Three of the easily quantitated measures of reproductive performance — frequency of productive matings, litter size, and number of litters — have been multiplied together to give a sense of the overall fecundity associated with any one inbred strain in comparison to the others (Table 4.1). Far and away, the highest fecundity (41.0) is associated with the relatively new FVB/N strain. It is for this reason, as well as others, that FVB/N has become the strain of choice for use in the production of transgenic animals (see Section 6.2). Among the traditional inbred strains, C57BL/6J (B6) and C3H/HeOuJ show a fecundity (23.5 and 23.4) that is significantly above all others. The lowest fecundity (9.3) is associated with the BALB/cJ strain.

The fecundity of female mice declines with both age and number of prior pregnancies. Few inbred females of any strain, with the exception of FVB/N, will produce more than five litters (Green and Witham, 1991). Irrespective of their past reproductive history, most inbred females exhibit greatly reduced fecundity by the age of 8 to 10 months. Male mice, like male humans, can remain fertile throughout their lives. However, older males that have become obese or sedentary are unlikely to breed.
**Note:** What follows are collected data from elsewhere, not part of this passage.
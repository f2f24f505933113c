use axum::http::StatusCode;
use std::sync::Arc;
use std::time::Duration;

use crate::modules::course_entitlements::adapters::inbound::panel::{EntitlementPanel, PanelError};
use crate::modules::course_entitlements::adapters::outbound::enrollment_client_in_memory::InMemoryEnrollmentClient;
use crate::modules::course_entitlements::core::enroll_button::EnrollLabel;
use crate::modules::course_entitlements::core::session::Session;
use crate::modules::course_entitlements::use_cases::enroll_in_session::handler::EnrollInSessionHandler;
use crate::shell::bootstrap::build_panel;
use crate::shell::config::PanelConfig;
use crate::tests::fixtures::enrollment_endpoint::spawn_enrollment_endpoint;
use crate::tests::fixtures::entitlement_state::EntitlementStateBuilder;
use crate::tests::fixtures::panel_doubles::{FixedSessionSelector, RecordingPanelView};

fn options_json(current_session_id: &str, session_ids: &[&str]) -> String {
    let sessions: Vec<_> = session_ids
        .iter()
        .map(|id| serde_json::json!({ "sessionId": id, "startDate": "2018-01-05" }))
        .collect();
    serde_json::json!({
        "entitlementId": "ent-e2e",
        "learnerId": "learner-e2e",
        "currentSessionId": current_session_id,
        "availableSessions": sessions,
    })
    .to_string()
}

fn config(enroll_url: &str) -> PanelConfig {
    PanelConfig {
        enroll_url: enroll_url.to_string(),
        enroll_timeout: Duration::from_secs(5),
        course_home_url: "/courses/{session_id}/course/".into(),
    }
}

#[tokio::test]
async fn first_enrollment_posts_once_and_updates_the_state() {
    let endpoint = spawn_enrollment_endpoint(StatusCode::OK).await;
    let view = Arc::new(RecordingPanelView::new());
    let selector = Arc::new(FixedSessionSelector::new());
    let panel = build_panel(
        &config(&endpoint.url),
        &options_json("", &["A"]),
        view.clone(),
        selector.clone(),
    )
    .unwrap();

    panel.open_panel().await;
    selector.select(Some("A"));
    let button = panel.on_session_selected().await;
    assert!(button.enabled);
    assert_eq!(button.label, EnrollLabel::EnrollInSession);

    panel.confirm_enrollment().await.expect("enrollment failed");

    let received = endpoint.received().await;
    assert_eq!(received.len(), 1);
    assert_eq!(received[0].body["course_details"]["course_id"], "A");
    assert_eq!(received[0].body["course_details"]["course_uuid"], "ent-e2e");
    assert_eq!(received[0].body["user"], "learner-e2e");
    assert_eq!(panel.state().await.current_session_id.as_deref(), Some("A"));

    selector.select(Some("A"));
    let button = panel.on_session_selected().await;
    assert!(!button.enabled);
    assert_eq!(button.label, EnrollLabel::ChangeSession);
}

#[tokio::test]
async fn reselecting_the_current_session_disables_the_button() {
    let view = Arc::new(RecordingPanelView::new());
    let selector = Arc::new(FixedSessionSelector::new());
    let panel = build_panel(
        &config("http://127.0.0.1:1/enroll"),
        &options_json("A", &["A", "B"]),
        view,
        selector.clone(),
    )
    .unwrap();

    selector.select(Some("A"));
    let button = panel.on_session_selected().await;

    assert!(!button.enabled);
    assert_eq!(button.label, EnrollLabel::ChangeSession);
    assert_eq!(button.label.text(), "Change Session");
}

#[tokio::test]
async fn failed_change_keeps_the_current_session_and_allows_retry() {
    let endpoint = spawn_enrollment_endpoint(StatusCode::INTERNAL_SERVER_ERROR).await;
    let view = Arc::new(RecordingPanelView::new());
    let selector = Arc::new(FixedSessionSelector::new());
    let panel = build_panel(
        &config(&endpoint.url),
        &options_json("A", &["A", "B"]),
        view.clone(),
        selector.clone(),
    )
    .unwrap();

    selector.select(Some("B"));
    let result = panel.confirm_enrollment().await;

    assert!(matches!(result, Err(PanelError::Enrollment(_))));
    assert_eq!(endpoint.received().await.len(), 1);
    assert_eq!(panel.state().await.current_session_id.as_deref(), Some("A"));
    assert_eq!(view.errors().len(), 1);
    assert_eq!(view.last_button().map(|b| b.enabled), Some(true));
    assert!(!panel.is_in_flight());

    let retry = panel.confirm_enrollment().await;
    assert!(matches!(retry, Err(PanelError::Enrollment(_))));
    assert_eq!(endpoint.received().await.len(), 2);
}

#[tokio::test]
async fn second_confirmation_while_in_flight_makes_no_request() {
    let mut client = InMemoryEnrollmentClient::new();
    client.set_delay_ms(100);
    let client = Arc::new(client);
    let view = Arc::new(RecordingPanelView::new());
    let selector = Arc::new(FixedSessionSelector::new());
    let panel = EntitlementPanel::new(
        EntitlementStateBuilder::new()
            .sessions(vec![
                Session::new("A", None, None),
                Session::new("B", None, None),
            ])
            .build(),
        EnrollInSessionHandler::new(client.clone(), Duration::from_secs(5)),
        view,
        selector.clone(),
        "/courses/{session_id}/course/",
    );
    selector.select(Some("A"));

    let (first, second) = tokio::join!(panel.confirm_enrollment(), async {
        tokio::time::sleep(Duration::from_millis(10)).await;
        assert!(panel.is_in_flight());
        panel.confirm_enrollment().await
    });

    assert_eq!(first, Ok("A".to_string()));
    assert_eq!(second, Err(PanelError::RequestInFlight));
    assert_eq!(client.requests().await.len(), 1);
    assert!(!panel.is_in_flight());
}
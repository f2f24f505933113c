use tracing_subscriber::{EnvFilter, fmt};

/// Installs the fmt subscriber, filtered by `RUST_LOG` and defaulting to `info`.
/// Calling it again once a subscriber is set is a no-op.
pub fn init_tracing() {
    let filter = EnvFilter::try_from_default_env().unwrap_or_else(|_| EnvFilter::new("info"));
    let _ = fmt().with_env_filter(filter).try_init();
}
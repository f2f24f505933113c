use serde::Serialize;

#[derive(Debug, Clone, Copy, PartialEq, Eq, Serialize)]
pub enum EnrollLabel {
    EnrollInSession,
    ChangeSession,
    LeaveCurrentSession,
}

impl EnrollLabel {
    pub fn text(self) -> &'static str {
        match self {
            EnrollLabel::EnrollInSession => "Enroll in Session",
            EnrollLabel::ChangeSession => "Change Session",
            EnrollLabel::LeaveCurrentSession => "Leave Current Session",
        }
    }
}

/// Text of the two-step confirmation shown before an enrollment is submitted.
#[derive(Debug, Clone, Copy, PartialEq, Eq, Serialize)]
pub enum ConfirmationPrompt {
    Enroll,
    ChangeSession,
    Unenroll,
}

impl ConfirmationPrompt {
    pub fn text(self) -> &'static str {
        match self {
            ConfirmationPrompt::Enroll => {
                "Are you sure that you would like to enroll in this session?"
            }
            ConfirmationPrompt::ChangeSession => {
                "Are you sure that you would like to change session?"
            }
            ConfirmationPrompt::Unenroll => {
                "Are you sure that you would like to unenroll from this session?"
            }
        }
    }
}

#[derive(Debug, Clone, Copy, PartialEq, Eq, Serialize)]
pub struct EnrollButton {
    pub enabled: bool,
    pub label: EnrollLabel,
    pub confirmation: ConfirmationPrompt,
}

impl EnrollButton {
    /// Same label and prompt, forced into the disabled state.
    pub fn disabled(self) -> Self {
        Self {
            enabled: false,
            ..self
        }
    }
}
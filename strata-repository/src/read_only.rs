use crate::error::{RepositoryError, RepositoryResult};
use crate::predicate::Predicate;
use std::marker::PhantomData;
use strata_context::Context;
use strata_types::Entity;

/// Read tier: querying over one entity type, no mutation surface.
///
/// Every query issues a fresh fetch against the store's committed state:
/// calling [`get_all`](ReadOnlyRepository::get_all) twice observes two
/// snapshots. Predicates are applied in process, lazily over the fetched
/// snapshot.
#[derive(Clone)]
pub struct ReadOnlyRepository<T: Entity> {
    context: Context,
    _entity: PhantomData<fn() -> T>,
}

impl<T: Entity> ReadOnlyRepository<T> {
    /// Binds a read-only repository to a unit of work.
    pub fn new(context: Context) -> Self {
        Self {
            context,
            _entity: PhantomData,
        }
    }

    /// The unit of work this repository is bound to.
    pub fn context(&self) -> &Context {
        &self.context
    }

    /// Returns the full collection. Each call re-queries the store.
    pub fn get_all(&self) -> RepositoryResult<impl Iterator<Item = T> + use<T>> {
        Ok(self.context.fetch_all::<T>()?.into_iter())
    }

    /// Returns the entities matching `predicate`. One store round trip
    /// per call; the filter runs lazily over the snapshot.
    pub fn find_by<'p, P>(
        &self,
        predicate: P,
    ) -> RepositoryResult<impl Iterator<Item = T> + use<'p, T, P>>
    where
        P: Into<Predicate<'p, T>>,
    {
        let predicate = predicate.into();
        let rows = self.context.fetch_all::<T>()?;
        Ok(rows.into_iter().filter(move |entity| predicate.test(entity)))
    }

    /// Async version of [`find_by`](ReadOnlyRepository::find_by):
    /// suspends at the store round trip and returns the materialized
    /// matches, in the order the store yielded them.
    pub async fn find_by_async<'p>(
        &self,
        predicate: impl Into<Predicate<'p, T>>,
    ) -> RepositoryResult<Vec<T>> {
        let predicate = predicate.into();
        let rows = self.context.fetch_all_async::<T>().await?;
        Ok(rows
            .into_iter()
            .filter(|entity| predicate.test(entity))
            .collect())
    }

    /// Returns the single entity matching `predicate`.
    ///
    /// The candidate set is always fully materialized first: the result
    /// must distinguish zero, one, and more-than-one matches exactly, so
    /// the scan never short-circuits.
    pub fn find_single<'p>(&self, predicate: impl Into<Predicate<'p, T>>) -> RepositoryResult<T> {
        let predicate = predicate.into();
        let matches: Vec<T> = self
            .context
            .fetch_all::<T>()?
            .into_iter()
            .filter(|entity| predicate.test(entity))
            .collect();
        Self::single_from(matches, predicate.label())
    }

    /// Async version of [`find_single`](ReadOnlyRepository::find_single).
    pub async fn find_single_async<'p>(
        &self,
        predicate: impl Into<Predicate<'p, T>>,
    ) -> RepositoryResult<T> {
        let predicate = predicate.into();
        let label = predicate.label().to_owned();
        let matches = self.find_by_async(predicate).await?;
        Self::single_from(matches, &label)
    }

    /// Shared single-result assertion behind both entry points.
    fn single_from(mut matches: Vec<T>, filter: &str) -> RepositoryResult<T> {
        match matches.len() {
            0 => Err(RepositoryError::NotFound {
                entity_type: T::entity_type(),
                filter: filter.to_string(),
            }),
            1 => Ok(matches.remove(0)),
            count => Err(RepositoryError::MultipleFound {
                entity_type: T::entity_type(),
                filter: filter.to_string(),
                count,
            }),
        }
    }

    /// Discards `entity`'s in-memory field values and re-reads them from
    /// the store. The entity must already be tracked by the context.
    pub fn reload(&self, entity: &mut T) -> RepositoryResult<()> {
        Ok(self.context.reload(entity)?)
    }

    /// Async version of [`reload`](ReadOnlyRepository::reload).
    pub async fn reload_async(&self, entity: &mut T) -> RepositoryResult<()> {
        Ok(self.context.reload_async(entity).await?)
    }
}
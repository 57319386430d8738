//! Error types for the context layer.

use strata_store::StoreError;
use thiserror::Error;

/// Result type for context operations.
pub type ContextResult<T> = Result<T, ContextError>;

/// Errors that can occur in context operations.
#[derive(Debug, Error)]
pub enum ContextError {
    /// A store failure, surfaced untouched.
    #[error(transparent)]
    Store(#[from] StoreError),

    /// The operation requires the entity to be tracked by this context.
    #[error("{entity_type} {id} is not tracked by this context")]
    NotTracked {
        entity_type: &'static str,
        id: String,
    },

    /// The entity's row no longer exists in the store.
    #[error("{entity_type} {id} no longer exists in the store")]
    Missing {
        entity_type: &'static str,
        id: String,
    },
}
Reproductive performance is among the characteristics most affected by inbreeding. Outbred animals and F1 hybrids of all types will routinely surpass the inbred strains in all of the categories listed in Table 4.1 as a consequence of "hybrid vigor". With non-inbred animals, the frequency of productive matings is close to 100%, the age of first mating can be as early as five weeks, and litters can have as many as 16 pups. Finally, non-inbred females can sometimes remain fertile up to 18 months of age, and bring as many as 10 litters successfully to weaning.